— What needs to be done —
The lines from the start of the data through the line containing "if self.in_bounds(x, y)" are to be reproduced exactly, both ends included.
[[ Extracted information, beginning ]]
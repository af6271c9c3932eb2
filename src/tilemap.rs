/// A bounded 2D grid stored as one flat row-major buffer.
///
/// Cells are addressed by `(x, y)` with `index = y * width + x`. Unlike a
/// wrapping world map, positions outside `[0, width) x [0, height)` do not
/// exist; the signed accessors return `None` for them.
#[derive(Clone, Debug, PartialEq, Eq)]
pub struct Tilemap<T> {
    pub width: usize,
    pub height: usize,
    data: Vec<T>,
}

impl<T: Clone> Tilemap<T> {
    pub fn new_with(width: usize, height: usize, value: T) -> Self {
        Self {
            width,
            height,
            data: vec![value; width * height],
        }
    }
}

impl<T> Tilemap<T> {
    /// Build a map from row-major cell data.
    /// Returns `None` if `data.len() != width * height`.
    pub fn from_vec(width: usize, height: usize, data: Vec<T>) -> Option<Self> {
        if width.checked_mul(height) != Some(data.len()) {
            return None;
        }
        Some(Self { width, height, data })
    }

    /// Build a map by evaluating `f(x, y)` for every cell in row-major order.
    pub fn from_fn(width: usize, height: usize, mut f: impl FnMut(usize, usize) -> T) -> Self {
        let mut data = Vec::with_capacity(width * height);
        for y in 0..height {
            for x in 0..width {
                data.push(f(x, y));
            }
        }
        Self { width, height, data }
    }

    /// Panics if `(x, y)` lies outside the map, even when the flat index would not.
    fn index(&self, x: usize, y: usize) -> usize {
        assert!(
            x < self.width && y < self.height,
            "({}, {}) out of bounds for {}x{} map",
            x,
            y,
            self.width,
            self.height
        );
        y * self.width + x
    }

    pub fn get(&self, x: usize, y: usize) -> &T {
        &self.data[self.index(x, y)]
    }

    pub fn set(&mut self, x: usize, y: usize, value: T) {
        let idx = self.index(x, y);
        self.data[idx] = value;
    }

    pub fn in_bounds(&self, x: i64, y: i64) -> bool {
        x >= 0 && y >= 0 && (x as usize) < self.width && (y as usize) < self.height
    }

    /// Signed lookup for neighborhood scans. Off-map positions yield `None`.
    pub fn get_signed(&self, x: i64, y: i64) -> Option<&T> {
        if self.in_bounds(x, y) {
            Some(self.get(x as usize, y as usize))
        } else {
            None
        }
    }

    pub fn len(&self) -> usize {
        self.data.len()
    }

    pub fn is_empty(&self) -> bool {
        self.data.is_empty()
    }

    /// Raw row-major cell data.
    pub fn as_slice(&self) -> &[T] {
        &self.data
    }

    /// Iterate over rows, top to bottom.
    pub fn rows(&self) -> impl Iterator<Item = &[T]> {
        // chunks_exact panics on a zero chunk size
        self.data.chunks_exact(self.width.max(1))
    }

    /// Iterate over all cells with their coordinates.
    pub fn iter(&self) -> impl Iterator<Item = (usize, usize, &T)> {
        self.data.iter().enumerate().map(move |(idx, val)| {
            let x = idx % self.width;
            let y = idx / self.width;
            (x, y, val)
        })
    }
}
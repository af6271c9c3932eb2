use clap::Parser;

use cave_generator::ascii;
use cave_generator::cave::CaveGenerator;
use cave_generator::map_export;
use cave_generator::params::{CaveParams, NeighborSet, DEFAULT_HEIGHT, DEFAULT_WIDTH};
use cave_generator::random::resolve_seed;
use cave_generator::CaveError;

#[derive(Parser, Debug)]
#[command(name = "cave_generator")]
#[command(about = "Generate cave-like ASCII maps with cellular automata")]
struct Args {
    /// Map width and height. Exactly two values, otherwise 80x30 is used
    #[arg(value_name = "WIDTH HEIGHT")]
    dims: Vec<usize>,

    /// Number of smoothing iterations (default: 5)
    #[arg(short, long)]
    iterations: Option<usize>,

    /// Initial ratio of wall cells, 0.0-1.0 (default: 0.45)
    #[arg(short, long)]
    fill: Option<f64>,

    /// Random seed (uses random seed if not specified)
    #[arg(short, long)]
    seed: Option<u64>,

    /// Neighborhood for the smoothing rule: moore or legacy
    #[arg(short, long)]
    neighbors: Option<NeighborSet>,

    /// Load parameters from a JSON file; command-line values take precedence
    #[arg(long)]
    config: Option<String>,

    /// Export the map with header and statistics to a text file
    #[arg(long)]
    export: Option<String>,

    /// Export the map to a PNG image
    #[arg(long)]
    png: Option<String>,

    /// Pixels per cell for PNG export
    #[arg(long, default_value = "8")]
    scale: u32,

    /// Print progress to stderr
    #[arg(short, long)]
    verbose: bool,
}

/// Defaults, then the config file, then explicit arguments.
fn build_params(args: &Args) -> Result<CaveParams, CaveError> {
    let mut params = match args.config {
        Some(ref path) => CaveParams::from_json_file(path)?,
        None => CaveParams::new(DEFAULT_WIDTH, DEFAULT_HEIGHT),
    };

    if let [width, height] = args.dims.as_slice() {
        params.width = *width;
        params.height = *height;
    }
    if let Some(iterations) = args.iterations {
        params.iterations = iterations;
    }
    if let Some(fill) = args.fill {
        params.fill_ratio = fill;
    }
    if let Some(neighbors) = args.neighbors {
        params.neighbors = neighbors;
    }

    Ok(params)
}

fn run(args: &Args) -> Result<(), CaveError> {
    let params = build_params(args)?;
    let generator = CaveGenerator::new(params)?;
    let params = generator.params();

    let seed = resolve_seed(args.seed);
    if args.verbose {
        eprintln!("Generating cave with seed: {}", seed);
        eprintln!("Map size: {}x{}", params.width, params.height);
        eprintln!(
            "Smoothing: {} iterations, fill ratio {:.2}, {} neighbors",
            params.iterations, params.fill_ratio, params.neighbors
        );
    }

    let map = generator.generate_seeded(seed);
    if args.verbose {
        eprintln!(
            "Walls: {} ({:.1}%), floor: {}",
            map.filled_count(),
            map.fill_percentage(),
            map.open_count()
        );
    }

    println!("{}", map.render());

    if let Some(ref path) = args.export {
        ascii::export_cave_file(&map, Some(seed), path, args.verbose)?;
        if args.verbose {
            eprintln!("Exported map file to {}", path);
        }
    }

    if let Some(ref path) = args.png {
        let (width, height) = map_export::export_cave_image(&map, path, args.scale)?;
        if args.verbose {
            eprintln!("Exported image to {} ({}x{} pixels)", path, width, height);
        }
    }

    Ok(())
}

fn main() {
    let args = Args::parse();

    if let Err(e) = run(&args) {
        eprintln!("Error: {}", e);
        std::process::exit(1);
    }
}
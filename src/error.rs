//! Error type shared by generation, configuration and export.

use thiserror::Error;

use crate::params::MIN_DIMENSION;

#[derive(Debug, Error, Clone, PartialEq)]
pub enum CaveError {
    #[error("width must be greater than {min}, got {0}", min = MIN_DIMENSION)]
    InvalidWidth(usize),
    #[error("height must be greater than {min}, got {0}", min = MIN_DIMENSION)]
    InvalidHeight(usize),
    #[error("fill ratio must be between 0.0 and 1.0, got {0}")]
    InvalidFillRatio(f64),
    #[error("map of {width}x{height} cells is too large")]
    InvalidSize { width: usize, height: usize },
    #[error("image scale {0} is out of range for this map")]
    InvalidScale(u32),
    #[error("requested image size {width}x{height} exceeds maximum {max_pixels} pixels")]
    ImageTooLarge {
        width: u64,
        height: u64,
        max_pixels: u64,
    },
    #[error("IO error: {0}")]
    Io(String),
    #[error("failed to save image: {0}")]
    Image(String),
    #[error("invalid configuration: {0}")]
    Config(String),
}

impl CaveError {
    /// True for the caller-contract violations rejected before generation starts.
    pub fn is_invalid_argument(&self) -> bool {
        matches!(
            self,
            CaveError::InvalidWidth(_)
                | CaveError::InvalidHeight(_)
                | CaveError::InvalidFillRatio(_)
                | CaveError::InvalidSize { .. }
                | CaveError::InvalidScale(_)
                | CaveError::ImageTooLarge { .. }
        )
    }
}

impl From<std::io::Error> for CaveError {
    fn from(e: std::io::Error) -> Self {
        CaveError::Io(e.to_string())
    }
}

impl From<image::ImageError> for CaveError {
    fn from(e: image::ImageError) -> Self {
        CaveError::Image(e.to_string())
    }
}

impl From<serde_json::Error> for CaveError {
    fn from(e: serde_json::Error) -> Self {
        CaveError::Config(e.to_string())
    }
}

#[cfg(test)]
mod tests {
    use super::*;

    #[test]
    fn test_invalid_argument_grouping() {
        assert!(CaveError::InvalidWidth(2).is_invalid_argument());
        assert!(CaveError::InvalidHeight(0).is_invalid_argument());
        assert!(CaveError::InvalidFillRatio(1.5).is_invalid_argument());
        assert!(CaveError::InvalidSize { width: usize::MAX, height: 3 }.is_invalid_argument());
        assert!(CaveError::InvalidScale(0).is_invalid_argument());
        assert!(!CaveError::Io("disk full".into()).is_invalid_argument());
    }

    #[test]
    fn test_messages_name_the_bad_value() {
        assert_eq!(
            CaveError::InvalidWidth(2).to_string(),
            "width must be greater than 2, got 2"
        );
        assert_eq!(
            CaveError::InvalidFillRatio(-0.5).to_string(),
            "fill ratio must be between 0.0 and 1.0, got -0.5"
        );
    }
}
[[ Extracted information, end ]]
— Response to this task —
repository af6271c9c3932eb2
filename src/tilemap.rs
/// A bounded 2D grid stored as one flat row-major buffer.
///
/// Cells are addressed by `(x, y)` with `index = y * width + x`. Unlike a
/// wrapping world map, positions outside `[0, width) x [0, height)` do not
/// exist; the signed accessors return `None` for them.
#[derive(Clone, Debug, PartialEq, Eq)]
pub struct Tilemap<T> {
    pub width: usize,
    pub height: usize,
    data: Vec<T>,
}

impl<T: Clone> Tilemap<T> {
    pub fn new_with(width: usize, height: usize, value: T) -> Self {
        Self {
            width,
            height,
            data: vec![value; width * height],
        }
    }
}

impl<T> Tilemap<T> {
    /// Build a map from row-major cell data.
    /// Returns `None` if `data.len() != width * height`.
    pub fn from_vec(width: usize, height: usize, data: Vec<T>) -> Option<Self> {
        if width.checked_mul(height) != Some(data.len()) {
            return None;
        }
        Some(Self { width, height, data })
    }

    /// Build a map by evaluating `f(x, y)` for every cell in row-major order.
    pub fn from_fn(width: usize, height: usize, mut f: impl FnMut(usize, usize) -> T) -> Self {
        let mut data = Vec::with_capacity(width * height);
        for y in 0..height {
            for x in 0..width {
                data.push(f(x, y));
            }
        }
        Self { width, height, data }
    }

    /// Panics if `(x, y)` lies outside the map, even when the flat index would not.
    fn index(&self, x: usize, y: usize) -> usize {
        assert!(
            x < self.width && y < self.height,
            "({}, {}) out of bounds for {}x{} map",
            x,
            y,
            self.width,
            self.height
        );
        y * self.width + x
    }

    pub fn get(&self, x: usize, y: usize) -> &T {
        &self.data[self.index(x, y)]
    }

    pub fn set(&mut self, x: usize, y: usize, value: T) {
        let idx = self.index(x, y);
        self.data[idx] = value;
    }

    pub fn in_bounds(&self, x: i64, y: i64) -> bool {
        x >= 0 && y >= 0 && (x as usize) < self.width && (y as usize) < self.height
    }

    /// Signed lookup for neighborhood scans. Off-map positions yield `None`.
    pub fn get_signed(&self, x: i64, y: i64) -> Option<&T> {
        if self.in_bounds(x, y) {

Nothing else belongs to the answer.